My sister just emailed me from France to tell me that all the vineyards they were visiting talked about weather modification via "hail cannon."  I had never heard of this and did a quick search to see what it was and if there's any evidence that the technology works.

hail cannons in 1901
modern hail cannon installation
(from boingboing)
Apparently, it's a 100 year old technology with [perfect] properties that make it impossible for individuals on the ground to evaluate whether it works or not.  The manufacturer's claim is that directed explosions on the ground can generate shock waves that interfere with hail stone formation.  More "support" for this claim is here, but the latest scientific paper cited is a theory paper from 1966 (be sure to check out this entertaining "explanatory" animation).

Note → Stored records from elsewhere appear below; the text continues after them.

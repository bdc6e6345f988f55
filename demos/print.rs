use futures::StreamExt;

#[tokio::main]
async fn main() {
    env_logger::builder()
        .filter(None, log::LevelFilter::Info)
        .filter_module("eonet", log::LevelFilter::Debug)
        .parse_default_env()
        .init();

    let client = eonet::shared();

    let mut categories = client.categories();
    let categories = categories.next().await.unwrap_or_default();
    if categories.is_empty() {
        log::error!("no categories");
        return;
    }

    for category in &categories {
        println!("{:>6}  {}", category.id.to_string(), category.name);
    }

    let mut category = categories[0].clone();
    let events = client.events(eonet::DEFAULT_DAYS, &category).await;
    category.add_events(&events);

    println!("\n{} ({} events):", category.name, category.events.len());
    for event in &category.events {
        let state = if event.closed.is_some() { "closed" } else { "open" };
        println!(
            "    {}  {:<6}  {:.80}",
            event.date.format("%Y-%m-%d"),
            state,
            event.title
        );
    }
}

It doesn't seem like anyone has seriously tried to evaluate whether this approach works. In 1981, a review of the evidence suggested that our understanding had changed little between 1902 and 1975:

From: History Repeated: The Forgotten Hail Cannons of Europe
Stanley A. Changnon Jr. and J. Loreena Ivens (BAMS, 1981)

A more recent review contains additional interesting history:
[H]ail cannons are the best known apparatus to fight hail by force.  They direct the sound of an acetylene explosion, more than 120 dB, upward by way of a conical vertical muzzle. Originally these cannons were developed in 1896 by Albert Stiger, an Austrian winegrower.  When in Stiger's valley no hail had fallen for two  years, employing these cannons became an immense craze in Austria and in northern Italy.  A cannon industry  developed, and over ten thousand cannons were employed in the region around 1900.  At a hail conference in Lyon in 1901, many different makes of cannon were offered for sale (Fig.5).  However, when regularly locations with plenty of cannons were heavily damaged by hail, public confidence decreased and the authorities organized a systematic experiment  of several years in some Austrian and Italian regions.  By the time that this experiment was concluded in 1906, most farmers already had sold their useless cannons as scrap iron (PERNTER, 1907; ODDIE, 1965; CHANGNON and IVENS, 1981)
RCT anyone?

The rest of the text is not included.